DATASET CONTENT Start Marker

//! Static table strategy: identity to key, loaded once from a file.

use std::collections::HashMap;
use std::fs;
use std::path::Path;

use tracing::{debug, warn};

use crate::{identity_label, KmsError};

/// In-memory identity-to-key table.
///
/// Rows are `identity,hex-key`; blank lines and `#` comments are skipped.
/// The identity is everything before the first comma and is matched as raw
/// bytes. A row that does not parse, including a key that is not clean hex,
/// aborts the load — a half-usable key table is a configuration error.
#[derive(Debug, Clone, Default)]
pub struct KeyTable {
    keys: HashMap<Vec<u8>, Vec<u8>>,
}

impl KeyTable {
    /// Load a table from a delimited file.
    pub fn load<P: AsRef<Path>>(path: P) -> Result<Self, KmsError> {
        let path = path.as_ref();
        let content = fs::read_to_string(path).map_err(|source| KmsError::Read {
            path: path.to_path_buf(),
            source,
        })?;
        Self::parse(&content)
    }

    /// Parse table contents.
    pub fn parse(content: &str) -> Result<Self, KmsError> {
        let mut keys = HashMap::new();

        for (idx, raw_line) in content.lines().enumerate() {
            let line = raw_line.trim();
            if line.is_empty() || line.starts_with('#') {
                continue;
            }

            let Some((identity, hex_key)) = line.split_once(',') else {
                return Err(KmsError::MalformedRow {
                    line: idx + 1,
                    reason: "expected identity,hex-key".to_string(),
                });
            };

            let key = hex::decode(hex_key.trim()).map_err(|e| KmsError::MalformedRow {
                line: idx + 1,
                reason: format!("invalid hex key: {e}"),
            })?;

            keys.insert(identity.as_bytes().to_vec(), key);
        }

        Ok(Self { keys })
    }

    /// Number of identities in the table.
    pub fn len(&self) -> usize {
        self.keys.len()
    }

    /// Check if the table is empty.
    pub fn is_empty(&self) -> bool {
        self.keys.is_empty()
    }

    /// Look up an identity.
    pub fn lookup(&self, identity: &[u8]) -> Option<Vec<u8>> {
        match self.keys.get(identity) {
            Some(key) => {
                debug!(identity = %identity_label(identity), "identity found");
                Some(key.clone())
            }
            None => {
                warn!(identity = %identity_label(identity), "identity not found");
                None
            }
        }
    }
}
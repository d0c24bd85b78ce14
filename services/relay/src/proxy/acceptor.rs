//! Accept loop: pairs terminated sessions with upstream connections.

use std::sync::atomic::{AtomicU64, Ordering};
use std::sync::Arc;
use std::time::Duration;

use tokio::net::TcpStream;
use tokio::time::timeout;
use tokio_util::sync::CancellationToken;
use tracing::{debug, info, warn, Instrument};

use pskgate_transport::{PskListener, PskSession};

use super::registry::{SessionHandle, SessionRegistry};
use super::relay_engine::relay;

/// Connect timeout for upstream dials.
pub const DEFAULT_CONNECT_TIMEOUT: Duration = Duration::from_secs(2);

/// Relay counters.
#[derive(Debug, Default)]
pub struct RelayStats {
    /// Sessions handed over by the transport.
    pub sessions_accepted: AtomicU64,
    /// Stale sessions evicted on identity collision.
    pub sessions_evicted: AtomicU64,
    /// Sessions dropped because the upstream dial failed.
    pub dial_failures: AtomicU64,
    /// Relays currently running.
    pub relays_active: AtomicU64,
    /// Bytes forwarded client-to-upstream.
    pub bytes_to_upstream: AtomicU64,
    /// Bytes forwarded upstream-to-client.
    pub bytes_to_client: AtomicU64,
}

/// Drives the relay: accepts sessions, maintains the registry, dials the
/// upstream, and runs one relay task per session.
pub struct RelayServer {
    registry: Arc<SessionRegistry>,
    stats: Arc<RelayStats>,
    upstream_addr: String,
    connect_timeout: Duration,
    shutdown: CancellationToken,
}

impl RelayServer {
    /// Create a server relaying to `upstream_addr`.
    pub fn new(upstream_addr: String, shutdown: CancellationToken) -> Self {
        Self {
            registry: Arc::new(SessionRegistry::new()),
            stats: Arc::new(RelayStats::default()),
            upstream_addr,
            connect_timeout: DEFAULT_CONNECT_TIMEOUT,
            shutdown,
        }
    }

    /// The session registry.
    pub fn registry(&self) -> Arc<SessionRegistry> {
        Arc::clone(&self.registry)
    }

    /// Relay counters.
    pub fn stats(&self) -> Arc<RelayStats> {
        Arc::clone(&self.stats)
    }

    /// Run until shutdown or until the listener stops.
    ///
    /// Each accepted session is handled on its own task; acceptance never
    /// waits on a relay.
    pub async fn run(&self, listener: &mut PskListener) {
        info!(upstream = %self.upstream_addr, "relay server started");

        loop {
            tokio::select! {
                _ = self.shutdown.cancelled() => break,
                session = listener.accept() => match session {
                    Some(session) => self.handle_session(session),
                    None => break,
                }
            }
        }

        info!("relay server stopped");
    }

    /// Register, dial, and spawn the relay for one session.
    fn handle_session(&self, session: PskSession) {
        let registry = Arc::clone(&self.registry);
        let stats = Arc::clone(&self.stats);
        let upstream_addr = self.upstream_addr.clone();
        let connect_timeout = self.connect_timeout;
        let cancel = self.shutdown.child_token();

        let identity = session.identity().to_vec();
        let peer_addr = session.peer_addr();
        let identity_label = String::from_utf8_lossy(&identity).into_owned();

        let span = tracing::info_span!("session", peer = %peer_addr, identity = %identity_label);

        tokio::spawn(
            async move {
                stats.sessions_accepted.fetch_add(1, Ordering::Relaxed);

                let handle = SessionHandle::new(cancel.clone(), peer_addr);
                let session_id = handle.id();

                if let Some(stale) = registry.register(identity.clone(), handle).await {
                    info!(stale_id = stale.id(), "evicting stale session");
                    stale.close();
                    stats.sessions_evicted.fetch_add(1, Ordering::Relaxed);
                }

                let upstream =
                    match timeout(connect_timeout, TcpStream::connect(upstream_addr.as_str())).await
                    {
                        Ok(Ok(stream)) => stream,
                        Ok(Err(e)) => {
                            warn!(upstream = %upstream_addr, error = %e, "upstream dial failed");
                            stats.dial_failures.fetch_add(1, Ordering::Relaxed);
                            registry.remove(&identity, session_id).await;
                            return;
                        }
                        Err(_) => {
                            warn!(upstream = %upstream_addr, "upstream dial timed out");
                            stats.dial_failures.fetch_add(1, Ordering::Relaxed);
                            registry.remove(&identity, session_id).await;
                            return;
                        }
                    };

                stats.relays_active.fetch_add(1, Ordering::Relaxed);
                let (to_upstream, to_client) = relay(session, upstream, cancel).await;
                stats.relays_active.fetch_sub(1, Ordering::Relaxed);

                stats
                    .bytes_to_upstream
                    .fetch_add(to_upstream, Ordering::Relaxed);
                stats
                    .bytes_to_client
                    .fetch_add(to_client, Ordering::Relaxed);

                registry.remove(&identity, session_id).await;

                debug!(
                    bytes_to_upstream = to_upstream,
                    bytes_to_client = to_client,
                    "session closed"
                );
            }
            .instrument(span),
        );
    }
}
//! Client side of the handshake, used by tests and operator smoke checks.

use std::net::SocketAddr;

use rand::RngCore;
use tokio::net::TcpStream;
use tracing::debug;

use crate::frame::{parse_server_hello, read_frame, write_frame, ClientHello, RANDOM_LEN};
use crate::record::{
    direction_key, OpenState, SealState, CLIENT_FINISHED, LABEL_C2S, LABEL_S2C, SERVER_FINISHED,
};
use crate::session::PskSession;
use crate::TransportError;

/// Connect and handshake with the given identity and key.
pub async fn connect(
    addr: SocketAddr,
    identity: &[u8],
    psk: &[u8],
) -> Result<PskSession, TransportError> {
    let mut stream = TcpStream::connect(addr).await?;
    let peer_addr = stream.peer_addr()?;

    let mut client_random = [0u8; RANDOM_LEN];
    rand::rng().fill_bytes(&mut client_random);

    let hello = ClientHello {
        identity: identity.to_vec(),
        random: client_random,
    };
    write_frame(&mut stream, &hello.encode()).await?;

    let payload = read_frame(&mut stream)
        .await?
        .ok_or(TransportError::ClosedDuringHandshake)?;
    let server_random = parse_server_hello(&payload)?;

    let mut seal = SealState::new(direction_key(
        psk,
        &client_random,
        &server_random,
        LABEL_C2S,
    ));
    let mut open = OpenState::new(direction_key(
        psk,
        &client_random,
        &server_random,
        LABEL_S2C,
    ));

    let finished = seal.seal(CLIENT_FINISHED)?;
    write_frame(&mut stream, &finished).await?;

    let ciphertext = read_frame(&mut stream)
        .await?
        .ok_or(TransportError::ClosedDuringHandshake)?;
    if open.open(&ciphertext)? != SERVER_FINISHED {
        return Err(TransportError::AuthFailed);
    }

    debug!(peer = %peer_addr, "connected");

    Ok(PskSession::new(
        identity.to_vec(),
        peer_addr,
        stream,
        seal,
        open,
    ))
}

DATASET CONTENT End Marker

• [DIRECTIONS FOR THIS TASK]: Select the lines in this material that hold the word "ciphertext", leaving none out.

• [COMPLETED TASK]:
    let ciphertext = read_frame(&mut stream)
    if open.open(&ciphertext)? != SERVER_FINISHED {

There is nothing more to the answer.